→ Working data:

————————

//! Document structure and metadata.

use super::{Paragraph, Table};
use serde::Serialize;
use std::collections::BTreeMap;

/// A complete report document, ready to be packed.
#[derive(Debug, Clone, Default, Serialize)]
pub struct Document {
    /// Document metadata
    pub metadata: Metadata,
    /// Header region repeated on every page
    pub header: Vec<Block>,
    /// Body content blocks
    pub content: Vec<Block>,
    /// Binary resources (images) keyed by media file name
    pub resources: BTreeMap<String, Resource>,
}

impl Document {
    /// Creates a new empty document.
    pub fn new() -> Self {
        Self::default()
    }

    /// Adds a paragraph to the body.
    pub fn push_paragraph(&mut self, paragraph: Paragraph) {
        self.content.push(Block::Paragraph(paragraph));
    }

    /// Adds a table to the body.
    pub fn push_table(&mut self, table: Table) {
        self.content.push(Block::Table(table));
    }

    /// Registers an image resource under a fresh media name and returns the name.
    pub fn add_resource(&mut self, resource: Resource) -> String {
        let name = format!("image{}.{}", self.resources.len() + 1, resource.extension());
        self.resources.insert(name.clone(), resource);
        name
    }

    /// Returns the total number of body paragraphs.
    pub fn paragraph_count(&self) -> usize {
        self.content
            .iter()
            .filter(|b| matches!(b, Block::Paragraph(_)))
            .count()
    }

    /// Returns the total number of body tables.
    pub fn table_count(&self) -> usize {
        self.content
            .iter()
            .filter(|b| matches!(b, Block::Table(_)))
            .count()
    }

    /// Returns the plain text content of the body.
    pub fn plain_text(&self) -> String {
        blocks_plain_text(&self.content)
    }
}

/// Joins the plain text of a block sequence with newlines.
pub fn blocks_plain_text(blocks: &[Block]) -> String {
    let mut result = Vec::new();
    for block in blocks {
        match block {
            Block::Paragraph(p) => result.push(p.plain_text()),
            Block::Table(t) => {
                for row in &t.rows {
                    for cell in &row.cells {
                        result.push(cell.plain_text());
                    }
                }
            }
        }
    }
    result.join("\n")
}

/// Document metadata.
#[derive(Debug, Clone, Default, Serialize)]
pub struct Metadata {
    /// Document title
    pub title: Option<String>,
    /// Document author
    pub author: Option<String>,
    /// Creation date (ISO 8601 format)
    pub created: Option<String>,
}

/// A block-level content element.
#[derive(Debug, Clone, PartialEq, Serialize)]
pub enum Block {
    /// A paragraph
    Paragraph(Paragraph),
    /// A table
    Table(Table),
}

impl Block {
    /// Returns the paragraph, if this block is one.
    pub fn as_paragraph(&self) -> Option<&Paragraph> {
        match self {
            Block::Paragraph(p) => Some(p),
            Block::Table(_) => None,
        }
    }

    /// Returns the table, if this block is one.
    pub fn as_table(&self) -> Option<&Table> {
        match self {
            Block::Table(t) => Some(t),
            Block::Paragraph(_) => None,
        }
    }
}

/// A decoded binary image resource.
#[derive(Debug, Clone, Serialize)]
pub struct Resource {
    /// MIME type
    pub mime_type: String,
    /// Intrinsic width in pixels
    pub width: u32,
    /// Intrinsic height in pixels
    pub height: u32,
    /// Binary data
    #[serde(skip)]
    pub data: Vec<u8>,
}

impl Resource {
    /// Creates an image resource.
    pub fn image(data: Vec<u8>, mime_type: impl Into<String>, width: u32, height: u32) -> Self {
        Self {
            mime_type: mime_type.into(),
            width,
            height,
            data,
        }
    }

    /// Returns the file extension based on MIME type.
    pub fn extension(&self) -> &str {
        match self.mime_type.as_str() {
            "image/png" => "png",
            "image/jpeg" | "image/jpg" => "jpeg",
            "image/gif" => "gif",
            "image/bmp" => "bmp",
            _ => "bin",
        }
    }
}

————————

→ The problem: Please return only the lines above, starting at the line that has "pub fn push_paragraph(&mut" and ending at the line that has "pub fn add_resource(&mut", keeping both and leaving each one unchanged.

→ Task response:
    pub fn push_paragraph(&mut self, paragraph: Paragraph) {
        self.content.push(Block::Paragraph(paragraph));
    }

    /// Adds a table to the body.
    pub fn push_table(&mut self, table: Table) {
        self.content.push(Block::Table(table));
    }

    /// Registers an image resource under a fresh media name and returns the name.
    pub fn add_resource(&mut self, resource: Resource) -> String {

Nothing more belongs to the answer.